"I've met her," said O'Bannon.
"She made a very unfavorable impression on me," said Judge Homans. "I don't know when a young woman of agreeable appearance—she has considerable beauty—has made such an unfavorable impression." And His Honor added, as if the two remarks had nothing to do with each other, "I shall give this unfortunate maid a very light sentence."
The district attorney bowed. It was exactly what he had always intended.
But a sentence which sounded light to Judge Homans—not less than three and a half nor more than fifteen years—sounded heavy to Lydia. She was horrified. The recent visit which, under Mrs. Galton's auspices, she had paid to a man's prison was in her mind—the darkness, the crowded cells, the pale abnormal-looking prisoners, the smell, the guards, the silence. She simply would not allow Evans to spend fifteen years in such torture. She was all the more determined because she knew, without once admitting it, that she might have prevented it.
She read the sentence in the local newspaper at breakfast—she breakfasted in bed—and the next minute she was up and in Miss Bennett's room.
"This is a little too much," she said, walking in so fast that her silk dressing gown stood out like a rose-colored balloon. "Fifteen years! Those men must be mad! Come, Benny, put on your things. You must go with me to the district attorney's office and have this arranged. Imagine it! After her confessing too! I said she was wrong to confess."

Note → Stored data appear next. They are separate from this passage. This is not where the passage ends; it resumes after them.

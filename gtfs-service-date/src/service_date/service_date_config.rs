use std::path::Path;

use chrono::format::{Item, StrftimeItems};
use chrono::NaiveDate;
use config::{Config, FileFormat};
use serde::Deserialize;

use super::{date_codec, ServiceDateError};

/// days added to the earliest service date so the result lands away from the
/// first (often partial) week of a feed.
pub const DEFAULT_OFFSET_DAYS: u64 = 6;

#[derive(Debug, Clone, Deserialize, PartialEq, Eq)]
#[serde(default)]
pub struct ServiceDateConfig {
    pub offset_days: u64,
    /// chrono format string used when printing the service date
    pub output_format: String,
}

impl Default for ServiceDateConfig {
    fn default() -> Self {
        Self {
            offset_days: DEFAULT_OFFSET_DAYS,
            output_format: String::from(date_codec::SERVICE_DATE_FORMAT),
        }
    }
}

impl ServiceDateConfig {
    /// reads a TOML configuration file. keys missing from the file keep their
    /// default values.
    pub fn from_file(filepath: &Path) -> Result<ServiceDateConfig, ServiceDateError> {
        let filepath_str = filepath.to_string_lossy();
        let source = config::File::new(&filepath_str, FileFormat::Toml);
        let config = Config::builder().add_source(source).build().map_err(|e| {
            ServiceDateError::ConfigReadError {
                msg: format!("failed reading '{filepath_str}'"),
                source: e,
            }
        })?;
        config
            .try_deserialize::<ServiceDateConfig>()
            .map_err(|e| ServiceDateError::ConfigReadError {
                msg: format!("failed deserializing '{filepath_str}'"),
                source: e,
            })
    }

    pub fn with_offset_days(self, offset_days: Option<u64>) -> ServiceDateConfig {
        match offset_days {
            Some(offset_days) => ServiceDateConfig {
                offset_days,
                ..self
            },
            None => self,
        }
    }

    /// renders a date with the configured output format. the format is checked
    /// up front since chrono reports a bad format string only while writing.
    pub fn format_date(&self, date: &NaiveDate) -> Result<String, ServiceDateError> {
        let invalid = StrftimeItems::new(&self.output_format).any(|item| item == Item::Error);
        if invalid {
            return Err(ServiceDateError::InvalidOutputFormat(
                self.output_format.clone(),
            ));
        }
        Ok(date.format(&self.output_format).to_string())
    }
}

#[cfg(test)]
mod test {
    use super::{ServiceDateConfig, DEFAULT_OFFSET_DAYS};
    use crate::service_date::ServiceDateError;
    use chrono::NaiveDate;
    use std::io::Write;

    #[test]
    fn test_default_matches_fixed_behavior() {
        let config = ServiceDateConfig::default();
        assert_eq!(config.offset_days, DEFAULT_OFFSET_DAYS);
        let date = NaiveDate::from_ymd_opt(2024, 1, 7).unwrap();
        assert_eq!(config.format_date(&date).unwrap(), "2024-01-07");
    }

    #[test]
    fn test_from_file_partial_keeps_defaults() {
        let mut file = tempfile::Builder::new()
            .suffix(".toml")
            .tempfile()
            .expect("temp file");
        writeln!(file, "offset_days = 0").expect("write config");
        let config = ServiceDateConfig::from_file(file.path()).expect("should read config");
        assert_eq!(config.offset_days, 0);
        assert_eq!(config.output_format, "%Y-%m-%d");
    }

    #[test]
    fn test_from_file_custom_format() {
        let mut file = tempfile::Builder::new()
            .suffix(".toml")
            .tempfile()
            .expect("temp file");
        writeln!(file, "offset_days = 1\noutput_format = \"%Y%m%d\"").expect("write config");
        let config = ServiceDateConfig::from_file(file.path()).expect("should read config");
        let date = NaiveDate::from_ymd_opt(2024, 3, 7).unwrap();
        assert_eq!(config.format_date(&date).unwrap(), "20240307");
    }

    #[test]
    fn test_from_file_missing() {
        let dir = tempfile::tempdir().expect("temp dir");
        let result = ServiceDateConfig::from_file(&dir.path().join("missing.toml"));
        assert!(matches!(
            result,
            Err(ServiceDateError::ConfigReadError { .. })
        ));
    }

    #[test]
    fn test_invalid_output_format() {
        let config = ServiceDateConfig {
            output_format: String::from("%Y-%Q"),
            ..Default::default()
        };
        let date = NaiveDate::from_ymd_opt(2024, 3, 7).unwrap();
        assert!(matches!(
            config.format_date(&date),
            Err(ServiceDateError::InvalidOutputFormat(_))
        ));
    }

    #[test]
    fn test_offset_override() {
        let config = ServiceDateConfig::default().with_offset_days(Some(2));
        assert_eq!(config.offset_days, 2);
        let config = config.with_offset_days(None);
        assert_eq!(config.offset_days, 2);
    }
}
pub mod date_codec;
mod extractor;
mod gtfs_table;
mod service_date_config;
mod service_date_error;
mod service_date_source;

pub use extractor::{extract_from_archive, extract_service_date};
pub use gtfs_table::{GtfsRow, GtfsTable};
pub use service_date_config::{ServiceDateConfig, DEFAULT_OFFSET_DAYS};
pub use service_date_error::ServiceDateError;
pub use service_date_source::ServiceDateSource;
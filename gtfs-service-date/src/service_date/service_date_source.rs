use std::fmt::Display;

use super::{gtfs_table::GtfsRow, GtfsTable};

/// exception_type value for "service added on this date" in calendar_dates.txt.
pub const SERVICE_ADDED: &str = "1";

/// the GTFS tables a service date can be read from, in order of preference.
#[derive(Debug, Clone, Copy, PartialEq, Eq)]
pub enum ServiceDateSource {
    /// calendar.txt, using the start_date of each service.
    Calendar,
    /// calendar_dates.txt, using dates where service was added.
    CalendarDates,
}

impl ServiceDateSource {
    pub const PREFERENCE_ORDER: [ServiceDateSource; 2] =
        [ServiceDateSource::Calendar, ServiceDateSource::CalendarDates];

    pub fn entry_name(&self) -> &'static str {
        match self {
            ServiceDateSource::Calendar => "calendar.txt",
            ServiceDateSource::CalendarDates => "calendar_dates.txt",
        }
    }

    /// the raw YYYYMMDD date this row contributes, if it qualifies.
    pub fn qualifying_date<'a>(&self, row: &GtfsRow<'a>) -> Option<&'a str> {
        match self {
            ServiceDateSource::Calendar => row.get("start_date").filter(|d| !d.is_empty()),
            ServiceDateSource::CalendarDates => match row.get("exception_type") {
                Some(SERVICE_ADDED) => row.get("date"),
                _ => None,
            },
        }
    }

    /// earliest qualifying raw date of the table. GTFS dates are fixed-width
    /// YYYYMMDD so the lexicographic minimum is also the chronological one.
    pub fn earliest_date<'a>(&self, table: &'a GtfsTable) -> Option<&'a str> {
        table.rows().filter_map(|row| self.qualifying_date(&row)).min()
    }
}

impl Display for ServiceDateSource {
    fn fmt(&self, f: &mut std::fmt::Formatter<'_>) -> std::fmt::Result {
        write!(f, "{}", self.entry_name())
    }
}
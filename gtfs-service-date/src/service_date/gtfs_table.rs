use std::collections::HashMap;
use std::io::{Read, Seek};

use csv::{ReaderBuilder, StringRecord};
use zip::ZipArchive;

use super::ServiceDateError;

const UTF8_BOM: char = '\u{feff}';

/// a header-indexed GTFS table read from a single archive entry.
#[derive(Debug)]
pub struct GtfsTable {
    columns: HashMap<String, usize>,
    records: Vec<StringRecord>,
}

/// a view of one row in a [`GtfsTable`] with field access by column name.
#[derive(Debug, Clone, Copy)]
pub struct GtfsRow<'a> {
    columns: &'a HashMap<String, usize>,
    record: &'a StringRecord,
}

impl<'a> GtfsRow<'a> {
    /// value of the named field. missing when the column is not in the header
    /// or the row is shorter than the header.
    pub fn get(&self, field: &str) -> Option<&'a str> {
        let record = self.record;
        self.columns.get(field).and_then(|idx| record.get(*idx))
    }
}

impl GtfsTable {
    /// true if the archive has an entry with exactly this name at its root.
    pub fn has_entry<R: Read + Seek>(archive: &ZipArchive<R>, entry: &str) -> bool {
        archive.file_names().any(|name| name == entry)
    }

    /// reads the entry as UTF-8 text and parses it as a comma-delimited table
    /// whose first line holds the column names. returns None if the entry is
    /// not in the archive.
    pub fn read_entry<R: Read + Seek>(
        archive: &mut ZipArchive<R>,
        entry: &str,
    ) -> Result<Option<GtfsTable>, ServiceDateError> {
        if !GtfsTable::has_entry(archive, entry) {
            return Ok(None);
        }
        let mut file = archive
            .by_name(entry)
            .map_err(|e| ServiceDateError::EntryReadError {
                entry: entry.to_string(),
                source: e.into(),
            })?;
        let mut text = String::new();
        file.read_to_string(&mut text)
            .map_err(|source| ServiceDateError::EntryReadError {
                entry: entry.to_string(),
                source,
            })?;
        GtfsTable::from_csv_str(entry, &text).map(Some)
    }

    pub fn from_csv_str(entry: &str, text: &str) -> Result<GtfsTable, ServiceDateError> {
        let text = text.strip_prefix(UTF8_BOM).unwrap_or(text);
        let mut reader = ReaderBuilder::new()
            .has_headers(true)
            .flexible(true)
            .from_reader(text.as_bytes());
        let to_csv_error = |source| ServiceDateError::CsvError {
            entry: entry.to_string(),
            source,
        };

        // a repeated column name resolves to its last occurrence
        let columns = reader
            .headers()
            .map_err(to_csv_error)?
            .iter()
            .enumerate()
            .map(|(idx, name)| (name.to_string(), idx))
            .collect::<HashMap<_, _>>();
        let records = reader
            .records()
            .collect::<Result<Vec<_>, _>>()
            .map_err(to_csv_error)?;

        Ok(GtfsTable { columns, records })
    }

    pub fn len(&self) -> usize {
        self.records.len()
    }

    pub fn is_empty(&self) -> bool {
        self.records.is_empty()
    }

    pub fn rows(&self) -> impl Iterator<Item = GtfsRow<'_>> {
        self.records.iter().map(|record| GtfsRow {
            columns: &self.columns,
            record,
        })
    }
}
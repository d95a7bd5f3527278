use chrono::NaiveDate;
use zip::result::ZipError;

#[derive(thiserror::Error, Debug)]
pub enum ServiceDateError {
    #[error("failed to read GTFS archive '{path}': {source}")]
    ArchiveReadError { path: String, source: ZipError },
    #[error("failed reading '{entry}' from GTFS archive: {source}")]
    EntryReadError {
        entry: String,
        source: std::io::Error,
    },
    #[error("failed parsing '{entry}' as CSV: {source}")]
    CsvError { entry: String, source: csv::Error },
    #[error("No valid service dates found in GTFS")]
    NoServiceDateFound,
    #[error("date '{value}' does not match GTFS date format YYYYMMDD")]
    MalformedDateError {
        value: String,
        /// None when the value was rejected for holding a non-digit character
        source: Option<chrono::ParseError>,
    },
    #[error("adding {offset_days} days to {date} overflows the supported date range")]
    DateOverflow { date: NaiveDate, offset_days: u64 },
    #[error("invalid date output format '{0}'")]
    InvalidOutputFormat(String),
    #[error("{msg}: {source}")]
    ConfigReadError {
        msg: String,
        source: config::ConfigError,
    },
}
// SPDX-License-Identifier: Apache-2.0 OR MIT
// Copyright (c) 2025-2026 naskel.com

//! Runs a set of relay instances from one configuration document.

use crate::config::{relay_entries, ConfigError};
use crate::connection::Connector;
use crate::logging::LogSink;
use crate::relay::{Relay, RelayHandle};
use serde_json::Value;
use std::collections::BTreeMap;
use std::sync::Arc;
use tokio::task::JoinHandle;

/// What a [`RelayHost::reload`] changed.
#[derive(Debug, Clone, Default, PartialEq, Eq)]
pub struct ReloadReport {
    pub started: Vec<String>,
    pub updated: Vec<String>,
    pub stopped: Vec<String>,
    /// Entries whose configuration was invalid, with the reason.
    pub rejected: Vec<(String, String)>,
}

struct Instance {
    handle: RelayHandle,
    task: JoinHandle<()>,
}

/// Owns one task per relay instance.
pub struct RelayHost {
    connector: Arc<dyn Connector>,
    sink: Arc<dyn LogSink>,
    instances: BTreeMap<String, Instance>,
}

impl RelayHost {
    pub fn new(connector: Arc<dyn Connector>, sink: Arc<dyn LogSink>) -> Self {
        Self {
            connector,
            sink,
            instances: BTreeMap::new(),
        }
    }

    /// Names of the running instances.
    pub fn names(&self) -> Vec<String> {
        self.instances.keys().cloned().collect()
    }

    pub fn handle(&self, name: &str) -> Option<RelayHandle> {
        self.instances.get(name).map(|i| i.handle.clone())
    }

    /// Apply a configuration document.
    ///
    /// New names are started, existing ones receive their new tree, and
    /// instances missing from the document are shut down.
    pub async fn reload(&mut self, document: &Value) -> Result<ReloadReport, ConfigError> {
        let entries = relay_entries(document)?;
        let mut report = ReloadReport::default();

        let wanted: Vec<&str> = entries.iter().map(|(name, _)| name.as_str()).collect();
        let removed: Vec<String> = self
            .instances
            .keys()
            .filter(|name| !wanted.contains(&name.as_str()))
            .cloned()
            .collect();
        for name in removed {
            if let Some(instance) = self.instances.remove(&name) {
                stop_instance(&name, instance).await;
                report.stopped.push(name);
            }
        }

        for (name, tree) in entries {
            let closed = self.instances.get(&name).map(|i| i.handle.is_closed());
            match closed {
                Some(false) => {
                    if let Some(instance) = self.instances.get(&name) {
                        match instance.handle.replace_config(tree).await {
                            Ok(()) => report.updated.push(name),
                            Err(err) => {
                                tracing::warn!(relay = %name, "Update not delivered: {}", err)
                            }
                        }
                    }
                }
                Some(true) => {
                    tracing::warn!(relay = %name, "Relay task gone, restarting instance");
                    self.instances.remove(&name);
                    self.spawn(name, tree, &mut report);
                }
                None => self.spawn(name, tree, &mut report),
            }
        }
        Ok(report)
    }

    fn spawn(&mut self, name: String, tree: Value, report: &mut ReloadReport) {
        let mut relay = match Relay::with_sink(tree, Arc::clone(&self.connector), Arc::clone(&self.sink)) {
            Ok(relay) => relay,
            Err(err) => {
                tracing::error!(relay = %name, "Invalid relay configuration: {}", err);
                report.rejected.push((name, err.to_string()));
                return;
            }
        };
        let (handle, commands) = RelayHandle::channel();
        let task_name = name.clone();
        let task = tokio::spawn(async move {
            if let Err(err) = relay.start().await {
                tracing::error!(relay = %task_name, "Initial start failed: {}", err);
            }
            relay.run(commands).await;
        });
        self.instances.insert(name.clone(), Instance { handle, task });
        report.started.push(name);
    }

    /// Stop every instance.
    pub async fn shutdown(&mut self) {
        let instances = std::mem::take(&mut self.instances);
        for (name, instance) in instances {
            stop_instance(&name, instance).await;
        }
    }
}

async fn stop_instance(name: &str, instance: Instance) {
    if instance.handle.shutdown().await.is_err() {
        tracing::debug!(relay = %name, "Relay task already finished");
    }
    if let Err(err) = instance.task.await {
        tracing::error!(relay = %name, "Relay task failed: {}", err);
    }
}
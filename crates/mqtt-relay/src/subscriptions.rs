// SPDX-License-Identifier: Apache-2.0 OR MIT
// Copyright (c) 2025-2026 naskel.com

//! Inbound subscription bookkeeping.

use crate::connection::{RequestId, SubscribeResult};
use crate::mapping::Qos;
use std::collections::{BTreeSet, HashMap};

/// Topics to subscribe and unsubscribe to reach a desired set.
#[derive(Debug, Clone, Default, PartialEq, Eq)]
pub struct SubscriptionPlan {
    pub subscribe: Vec<String>,
    pub unsubscribe: Vec<String>,
}

impl SubscriptionPlan {
    pub fn is_empty(&self) -> bool {
        self.subscribe.is_empty() && self.unsubscribe.is_empty()
    }
}

/// Compute the difference between `desired` and `active`.
pub fn reconcile(desired: &BTreeSet<String>, active: &BTreeSet<String>) -> SubscriptionPlan {
    SubscriptionPlan {
        subscribe: desired.difference(active).cloned().collect(),
        unsubscribe: active.difference(desired).cloned().collect(),
    }
}

#[derive(Debug, Clone, Copy, PartialEq, Eq)]
pub enum BatchKind {
    Subscribe,
    Unsubscribe,
}

#[derive(Debug, Clone)]
struct PendingBatch {
    kind: BatchKind,
    topics: Vec<String>,
}

/// Outcome of an acknowledged subscribe batch.
#[derive(Debug, Clone, Default, PartialEq, Eq)]
pub struct SubscribeOutcome {
    pub granted: Vec<(String, Qos)>,
    pub rejected: Vec<String>,
}

/// Active subscriptions of the inbound connection plus in-flight requests.
///
/// A topic enters the active set only once the broker grants it, and leaves
/// it only once an unsubscribe is acknowledged.
#[derive(Debug, Default)]
pub struct SubscriptionSet {
    active: BTreeSet<String>,
    pending: HashMap<RequestId, PendingBatch>,
}

impl SubscriptionSet {
    pub fn new() -> Self {
        Self::default()
    }

    pub fn active(&self) -> &BTreeSet<String> {
        &self.active
    }

    pub fn contains(&self, topic: &str) -> bool {
        self.active.contains(topic)
    }

    /// Plan towards `desired`, leaving out topics already in flight.
    pub fn plan(&self, desired: &BTreeSet<String>) -> SubscriptionPlan {
        let mut plan = reconcile(desired, &self.active);
        plan.subscribe
            .retain(|t| !self.is_pending(BatchKind::Subscribe, t));
        plan.unsubscribe
            .retain(|t| !self.is_pending(BatchKind::Unsubscribe, t));
        plan
    }

    fn is_pending(&self, kind: BatchKind, topic: &str) -> bool {
        self.pending
            .values()
            .any(|b| b.kind == kind && b.topics.iter().any(|t| t == topic))
    }

    pub fn has_pending(&self, kind: BatchKind) -> bool {
        self.pending.values().any(|b| b.kind == kind)
    }

    /// Record an issued request.
    pub fn track(&mut self, request: RequestId, kind: BatchKind, topics: Vec<String>) {
        self.pending.insert(request, PendingBatch { kind, topics });
    }

    /// Apply a subscribe acknowledgement.
    ///
    /// Results are matched to topics by position; topics without a result
    /// count as rejected. Returns `None` for unknown requests.
    pub fn complete_subscribe(
        &mut self,
        request: RequestId,
        results: &[SubscribeResult],
    ) -> Option<SubscribeOutcome> {
        let batch = self.take(request, BatchKind::Subscribe)?;
        let mut outcome = SubscribeOutcome::default();
        for (i, topic) in batch.topics.into_iter().enumerate() {
            match results.get(i) {
                Some(SubscribeResult::Granted(qos)) => {
                    self.active.insert(topic.clone());
                    outcome.granted.push((topic, *qos));
                }
                _ => outcome.rejected.push(topic),
            }
        }
        Some(outcome)
    }

    /// Apply an unsubscribe acknowledgement.
    pub fn complete_unsubscribe(&mut self, request: RequestId) -> Option<Vec<String>> {
        let batch = self.take(request, BatchKind::Unsubscribe)?;
        for topic in &batch.topics {
            self.active.remove(topic);
        }
        Some(batch.topics)
    }

    fn take(&mut self, request: RequestId, kind: BatchKind) -> Option<PendingBatch> {
        match self.pending.get(&request) {
            Some(batch) if batch.kind == kind => self.pending.remove(&request),
            _ => None,
        }
    }

    /// Forget everything, e.g. after a session loss.
    pub fn clear(&mut self) {
        self.active.clear();
        self.pending.clear();
    }
}
impl ConnectionManager {
    pub fn new(connector: Arc<dyn Connector>) -> Self {
        let (events_tx, events_rx) = mpsc::unbounded_channel();
        Self {
            connector,
            events_tx,
            events_rx,
            inbound: Connection::new(Side::Inbound),
            outbound: Connection::new(Side::Outbound),
            generation: 0,
            current: None,
            next_request: 1,
        }
    }

    pub fn connection(&self, side: Side) -> &Connection {
        match side {
            Side::Inbound => &self.inbound,
            Side::Outbound => &self.outbound,
        }
    }

    fn connection_mut(&mut self, side: Side) -> &mut Connection {
        match side {
            Side::Inbound => &mut self.inbound,
            Side::Outbound => &mut self.outbound,
        }
    }

    /// Generation of the live connection pair, if any.
    pub fn generation(&self) -> Option<u64> {
        self.current
    }

    pub fn has_clients(&self) -> bool {
        self.inbound.has_client() || self.outbound.has_client()
    }

    /// Start a new generation. Events of earlier pairs are ignored from now on.
    pub fn begin(&mut self) -> u64 {
        self.generation += 1;
        self.current = Some(self.generation);
        self.generation
    }

    /// Open one side of the current generation.
    pub fn open(
        &mut self,
        side: Side,
        relay_name: &str,
        url: &str,
        options: &BrokerOptions,
    ) -> Result<(), ConnectionError> {
        let generation = match self.current {
            Some(generation) => generation,
            None => self.begin(),
        };
        let request = ConnectRequest {
            side,
            generation,
            url: url.to_string(),
            options: options.clone(),
            client_id: client_id(side, relay_name),
        };
        let connector = Arc::clone(&self.connector);
        let events = self.events_tx.clone();
        let connection = self.connection_mut(side);
        connection.url = url.to_string();
        match connector.connect(request, events) {
            Ok(client) => {
                connection.client = Some(client);
                connection.state = ConnectionState::Connecting;
                Ok(())
            }
            Err(err) => {
                connection.client = None;
                connection.state = ConnectionState::Error;
                Err(err)
            }
        }
    }

    fn next_request_id(&mut self) -> RequestId {
        let id = RequestId(self.next_request);
        self.next_request += 1;
        id
    }

    /// Subscribe the inbound client to `topics`.
    pub fn subscribe(&mut self, topics: &[(String, Qos)]) -> Result<RequestId, ConnectionError> {
        let request = self.next_request_id();
        self.inbound.client_mut()?.subscribe(request, topics)?;
        Ok(request)
    }

    /// Unsubscribe the inbound client from `topics`.
    pub fn unsubscribe(&mut self, topics: &[String]) -> Result<RequestId, ConnectionError> {
        let request = self.next_request_id();
        self.inbound.client_mut()?.unsubscribe(request, topics)?;
        Ok(request)
    }

    pub fn publish(
        &mut self,
        side: Side,
        topic: &str,
        payload: &[u8],
        options: PublishOptions,
    ) -> Result<(), ConnectionError> {
        self.connection_mut(side)
            .client_mut()?
            .publish(topic, payload, options)
    }

    /// Next event of the current generation.
    pub async fn next_event(&mut self) -> Option<ConnectionEvent> {
        loop {
            let event = self.events_rx.recv().await?;
            if self.accept(&event) {
                return Some(event);
            }
        }
    }

    /// Next already-queued event of the current generation, without waiting.
    pub fn try_next_event(&mut self) -> Option<ConnectionEvent> {
        loop {
            let event = self.events_rx.try_recv().ok()?;
            if self.accept(&event) {
                return Some(event);
            }
        }
    }

    fn accept(&mut self, event: &ConnectionEvent) -> bool {
        if self.current != Some(event.generation) {
            return false;
        }
        let connection = self.connection_mut(event.side);
        connection.state = match &event.event {
            BrokerEvent::Connected { .. } => ConnectionState::Connected,
            BrokerEvent::Offline => ConnectionState::Offline,
            BrokerEvent::Error(_) => ConnectionState::Error,
            BrokerEvent::Closed => ConnectionState::Closed,
            _ => connection.state,
        };
        true
    }

    /// Unsubscribe everything and close both clients.
    ///
    /// Each phase waits at most `timeout`. Messages received meanwhile are
    /// returned to the caller.
    pub async fn shutdown(
        &mut self,
        subscriptions: &mut SubscriptionSet,
        log: &RelayLog,
        timeout: Duration,
    ) -> Vec<InboundMessage> {
        let mut received = Vec::new();

        if self.inbound.is_connected() && !subscriptions.active().is_empty() {
            let topics: Vec<String> = subscriptions.active().iter().cloned().collect();
            match self.unsubscribe(&topics) {
                Ok(request) => subscriptions.track(request, BatchKind::Unsubscribe, topics),
                Err(err) => log.error(format_args!("Error unsubscribing {}: {}", topics.join(", "), err)),
            }
        }

        let deadline = Instant::now() + timeout;
        while subscriptions.has_pending(BatchKind::Unsubscribe) && self.inbound.is_connected() {
            match timeout_at(deadline, self.next_event()).await {
                Ok(Some(event)) => match event.event {
                    BrokerEvent::Unsubscribed { request } if event.side == Side::Inbound => {
                        if let Some(topics) = subscriptions.complete_unsubscribe(request) {
                            log.info(format_args!("Unsubscribed from: {}", topics.join(", ")));
                        }
                    }
                    BrokerEvent::Message(message) if event.side == Side::Inbound => received.push(message),
                    _ => {}
                },
                Ok(None) => break,
                Err(_) => {
                    log.warn(format_args!(
                        "Timed out after {}ms waiting for unsubscribe acknowledgement",
                        timeout.as_millis()
                    ));
                    break;
                }
            }
        }

        let mut closing: Vec<(Side, Box<dyn BrokerClient>)> = Vec::new();
        for side in [Side::Inbound, Side::Outbound] {
            if let Some(mut client) = self.connection_mut(side).client.take() {
                match client.disconnect() {
                    Ok(()) => {
                        log.debug(format_args!("Closing {} client", side));
                        closing.push((side, client));
                    }
                    Err(err) => log.error(format_args!("Error ending {} client: {}", side, err)),
                }
            }
        }

        let deadline = Instant::now() + timeout;
        let mut open: Vec<Side> = closing.iter().map(|(side, _)| *side).collect();
        while !open.is_empty() {
            match timeout_at(deadline, self.next_event()).await {
                Ok(Some(event)) => match event.event {
                    BrokerEvent::Closed => {
                        open.retain(|side| *side != event.side);
                        log.info(format_args!("{} client ended.", event.side));
                    }
                    BrokerEvent::Message(message) if event.side == Side::Inbound => received.push(message),
                    _ => {}
                },
                Ok(None) => break,
                Err(_) => {
                    log.warn(format_args!(
                        "Timed out after {}ms waiting for clients to close",
                        timeout.as_millis()
                    ));
                    break;
                }
            }
        }
        drop(closing);

        self.current = None;
        for side in [Side::Inbound, Side::Outbound] {
            let connection = self.connection_mut(side);
            if connection.state != ConnectionState::Closed {
                connection.state = ConnectionState::Disconnected;
            }
        }
        received
    }
}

But when she reached the office she found no one there but Miss Finnegan, the stenographer.
"Where's Mr. O'Bannon?" she asked as if she had an engagement with him which he had broken.
Miss Finnegan raised her head from her keys and looked at the unexpected visitor in a tomato-colored hat, whose feet had sounded so sharp and quick on the stairs and who had thrown open the door so violently.
"Mr. O'Bannon's in court," she answered in a tone which seemed to suggest that almost anyone would know that. By this time, mounting the stairs with more dignity, Miss Bennett entered, appealing and conciliatory.